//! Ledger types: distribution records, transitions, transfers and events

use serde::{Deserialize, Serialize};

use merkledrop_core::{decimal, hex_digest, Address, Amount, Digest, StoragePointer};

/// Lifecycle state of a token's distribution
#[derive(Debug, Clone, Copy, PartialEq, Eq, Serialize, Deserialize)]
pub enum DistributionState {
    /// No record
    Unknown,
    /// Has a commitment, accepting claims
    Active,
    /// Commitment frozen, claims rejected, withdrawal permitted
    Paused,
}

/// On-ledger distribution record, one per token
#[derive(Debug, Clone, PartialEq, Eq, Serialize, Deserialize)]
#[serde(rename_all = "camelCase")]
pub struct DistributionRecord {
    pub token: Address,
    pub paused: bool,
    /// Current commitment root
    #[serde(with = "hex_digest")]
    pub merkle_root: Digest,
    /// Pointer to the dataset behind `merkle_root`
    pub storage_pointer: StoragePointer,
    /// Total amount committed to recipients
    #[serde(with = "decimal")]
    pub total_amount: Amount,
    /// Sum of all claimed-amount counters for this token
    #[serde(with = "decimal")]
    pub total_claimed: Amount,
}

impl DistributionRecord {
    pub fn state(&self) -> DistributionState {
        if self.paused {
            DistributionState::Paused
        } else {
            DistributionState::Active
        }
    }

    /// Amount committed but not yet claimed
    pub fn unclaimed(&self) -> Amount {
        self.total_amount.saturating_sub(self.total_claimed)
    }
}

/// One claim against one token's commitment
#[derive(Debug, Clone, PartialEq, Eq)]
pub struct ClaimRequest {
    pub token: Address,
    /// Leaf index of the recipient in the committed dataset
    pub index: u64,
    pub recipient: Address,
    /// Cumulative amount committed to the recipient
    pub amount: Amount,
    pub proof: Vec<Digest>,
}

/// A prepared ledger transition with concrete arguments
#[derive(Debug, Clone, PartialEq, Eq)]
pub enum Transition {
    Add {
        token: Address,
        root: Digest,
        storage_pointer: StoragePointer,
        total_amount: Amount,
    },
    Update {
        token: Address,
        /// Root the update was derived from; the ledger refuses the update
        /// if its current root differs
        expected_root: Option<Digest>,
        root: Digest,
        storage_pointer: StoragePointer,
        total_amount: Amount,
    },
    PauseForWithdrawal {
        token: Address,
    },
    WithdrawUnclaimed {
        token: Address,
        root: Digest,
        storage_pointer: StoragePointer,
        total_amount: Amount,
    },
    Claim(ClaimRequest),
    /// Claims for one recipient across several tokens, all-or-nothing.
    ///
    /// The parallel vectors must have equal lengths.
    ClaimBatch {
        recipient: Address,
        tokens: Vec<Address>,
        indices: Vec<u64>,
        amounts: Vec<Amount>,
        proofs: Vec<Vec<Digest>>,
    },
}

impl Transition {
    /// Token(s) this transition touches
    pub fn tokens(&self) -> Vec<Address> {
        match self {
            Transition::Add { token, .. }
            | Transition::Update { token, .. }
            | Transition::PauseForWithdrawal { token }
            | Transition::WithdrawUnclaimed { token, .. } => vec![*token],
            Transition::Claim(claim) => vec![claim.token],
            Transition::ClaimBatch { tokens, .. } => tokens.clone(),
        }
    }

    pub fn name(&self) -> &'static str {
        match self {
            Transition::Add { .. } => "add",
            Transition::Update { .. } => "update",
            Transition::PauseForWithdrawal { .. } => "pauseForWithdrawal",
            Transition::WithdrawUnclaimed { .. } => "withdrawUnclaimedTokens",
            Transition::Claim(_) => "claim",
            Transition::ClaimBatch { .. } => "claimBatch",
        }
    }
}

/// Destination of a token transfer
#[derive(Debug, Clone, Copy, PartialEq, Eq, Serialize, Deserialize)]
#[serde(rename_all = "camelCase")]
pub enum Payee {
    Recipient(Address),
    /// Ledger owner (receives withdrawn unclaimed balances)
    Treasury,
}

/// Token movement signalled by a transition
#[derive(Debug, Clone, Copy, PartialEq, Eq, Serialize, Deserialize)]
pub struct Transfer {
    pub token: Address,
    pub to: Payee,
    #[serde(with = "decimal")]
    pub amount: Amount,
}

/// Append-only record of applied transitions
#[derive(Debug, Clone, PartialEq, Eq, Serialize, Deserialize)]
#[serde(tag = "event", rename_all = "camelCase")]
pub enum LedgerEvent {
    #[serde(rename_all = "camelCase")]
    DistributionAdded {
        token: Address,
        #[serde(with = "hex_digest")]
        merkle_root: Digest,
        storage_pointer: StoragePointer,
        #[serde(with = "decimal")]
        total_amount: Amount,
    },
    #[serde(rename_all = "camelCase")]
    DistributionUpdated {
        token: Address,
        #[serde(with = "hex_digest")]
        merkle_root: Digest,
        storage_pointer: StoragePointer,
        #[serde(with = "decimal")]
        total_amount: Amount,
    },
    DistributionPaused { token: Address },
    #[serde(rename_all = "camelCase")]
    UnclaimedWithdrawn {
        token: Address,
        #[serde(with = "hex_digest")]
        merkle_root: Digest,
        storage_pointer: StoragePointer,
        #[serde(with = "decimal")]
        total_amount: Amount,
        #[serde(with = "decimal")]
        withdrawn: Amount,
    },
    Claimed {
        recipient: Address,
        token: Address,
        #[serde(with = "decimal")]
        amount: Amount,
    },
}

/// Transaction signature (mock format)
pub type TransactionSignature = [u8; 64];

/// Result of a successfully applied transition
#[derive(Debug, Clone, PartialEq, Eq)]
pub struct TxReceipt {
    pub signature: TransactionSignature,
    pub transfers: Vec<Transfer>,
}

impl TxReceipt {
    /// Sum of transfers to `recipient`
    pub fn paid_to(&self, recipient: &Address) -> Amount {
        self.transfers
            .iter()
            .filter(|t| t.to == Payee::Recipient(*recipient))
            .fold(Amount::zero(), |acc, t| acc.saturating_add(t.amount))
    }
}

═══

Nothing above should be left out. Print all the records exactly.

//! Ledger types: distribution records, transitions, transfers and events

use serde::{Deserialize, Serialize};

use merkledrop_core::{decimal, hex_digest, Address, Amount, Digest, StoragePointer};

/// Lifecycle state of a token's distribution
#[derive(Debug, Clone, Copy, PartialEq, Eq, Serialize, Deserialize)]
pub enum DistributionState {
    /// No record
    Unknown,
    /// Has a commitment, accepting claims
    Active,
    /// Commitment frozen, claims rejected, withdrawal permitted
    Paused,
}

/// On-ledger distribution record, one per token
#[derive(Debug, Clone, PartialEq, Eq, Serialize, Deserialize)]
#[serde(rename_all = "camelCase")]
pub struct DistributionRecord {
    pub token: Address,
    pub paused: bool,
    /// Current commitment root
    #[serde(with = "hex_digest")]
    pub merkle_root: Digest,
    /// Pointer to the dataset behind `merkle_root`
    pub storage_pointer: StoragePointer,
    /// Total amount committed to recipients
    #[serde(with = "decimal")]
    pub total_amount: Amount,
    /// Sum of all claimed-amount counters for this token
    #[serde(with = "decimal")]
    pub total_claimed: Amount,
}

impl DistributionRecord {
    pub fn state(&self) -> DistributionState {
        if self.paused {
            DistributionState::Paused
        } else {
            DistributionState::Active
        }
    }

    /// Amount committed but not yet claimed
    pub fn unclaimed(&self) -> Amount {
        self.total_amount.saturating_sub(self.total_claimed)
    }
}

/// One claim against one token's commitment
#[derive(Debug, Clone, PartialEq, Eq)]
pub struct ClaimRequest {
    pub token: Address,
    /// Leaf index of the recipient in the committed dataset
    pub index: u64,
    pub recipient: Address,
    /// Cumulative amount committed to the recipient
    pub amount: Amount,
    pub proof: Vec<Digest>,
}

/// A prepared ledger transition with concrete arguments
#[derive(Debug, Clone, PartialEq, Eq)]
pub enum Transition {
    Add {
        token: Address,
        root: Digest,
        storage_pointer: StoragePointer,
        total_amount: Amount,
    },
    Update {
        token: Address,
        /// Root the update was derived from; the ledger refuses the update
        /// if its current root differs
        expected_root: Option<Digest>,
        root: Digest,
        storage_pointer: StoragePointer,
        total_amount: Amount,
    },
    PauseForWithdrawal {
        token: Address,
    },
    WithdrawUnclaimed {
        token: Address,
        root: Digest,
        storage_pointer: StoragePointer,
        total_amount: Amount,
    },
    Claim(ClaimRequest),
    /// Claims for one recipient across several tokens, all-or-nothing.
    ///
    /// The parallel vectors must have equal lengths.
    ClaimBatch {
        recipient: Address,
        tokens: Vec<Address>,
        indices: Vec<u64>,
        amounts: Vec<Amount>,
        proofs: Vec<Vec<Digest>>,
    },
}

impl Transition {
    /// Token(s) this transition touches
    pub fn tokens(&self) -> Vec<Address> {
        match self {
            Transition::Add { token, .. }
            | Transition::Update { token, .. }
            | Transition::PauseForWithdrawal { token }
            | Transition::WithdrawUnclaimed { token, .. } => vec![*token],
            Transition::Claim(claim) => vec![claim.token],
            Transition::ClaimBatch { tokens, .. } => tokens.clone(),
        }
    }

    pub fn name(&self) -> &'static str {
        match self {
            Transition::Add { .. } => "add",
            Transition::Update { .. } => "update",
            Transition::PauseForWithdrawal { .. } => "pauseForWithdrawal",
            Transition::WithdrawUnclaimed { .. } => "withdrawUnclaimedTokens",
            Transition::Claim(_) => "claim",
            Transition::ClaimBatch { .. } => "claimBatch",
        }
    }
}

/// Destination of a token transfer
#[derive(Debug, Clone, Copy, PartialEq, Eq, Serialize, Deserialize)]
#[serde(rename_all = "camelCase")]
pub enum Payee {
    Recipient(Address),
    /// Ledger owner (receives withdrawn unclaimed balances)
    Treasury,
}

/// Token movement signalled by a transition
#[derive(Debug, Clone, Copy, PartialEq, Eq, Serialize, Deserialize)]
pub struct Transfer {
    pub token: Address,
    pub to: Payee,
    #[serde(with = "decimal")]
    pub amount: Amount,
}

/// Append-only record of applied transitions
#[derive(Debug, Clone, PartialEq, Eq, Serialize, Deserialize)]
#[serde(tag = "event", rename_all = "camelCase")]
pub enum LedgerEvent {
    #[serde(rename_all = "camelCase")]
    DistributionAdded {
        token: Address,
        #[serde(with = "hex_digest")]
        merkle_root: Digest,
        storage_pointer: StoragePointer,
        #[serde(with = "decimal")]
        total_amount: Amount,
    },
    #[serde(rename_all = "camelCase")]
    DistributionUpdated {
        token: Address,
        #[serde(with = "hex_digest")]
        merkle_root: Digest,
        storage_pointer: StoragePointer,
        #[serde(with = "decimal")]
        total_amount: Amount,
    },
    DistributionPaused { token: Address },
    #[serde(rename_all = "camelCase")]
    UnclaimedWithdrawn {
        token: Address,
        #[serde(with = "hex_digest")]
        merkle_root: Digest,
        storage_pointer: StoragePointer,
        #[serde(with = "decimal")]
        total_amount: Amount,
        #[serde(with = "decimal")]
        withdrawn: Amount,
    },
    Claimed {
        recipient: Address,
        token: Address,
        #[serde(with = "decimal")]
        amount: Amount,
    },
}

/// Transaction signature (mock format)
pub type TransactionSignature = [u8; 64];

/// Result of a successfully applied transition
#[derive(Debug, Clone, PartialEq, Eq)]
pub struct TxReceipt {
    pub signature: TransactionSignature,
    pub transfers: Vec<Transfer>,
}

impl TxReceipt {
    /// Sum of transfers to `recipient`
    pub fn paid_to(&self, recipient: &Address) -> Amount {
        self.transfers
            .iter()
            .filter(|t| t.to == Payee::Recipient(*recipient))
            .fold(Amount::zero(), |acc, t| acc.saturating_add(t.amount))
    }
}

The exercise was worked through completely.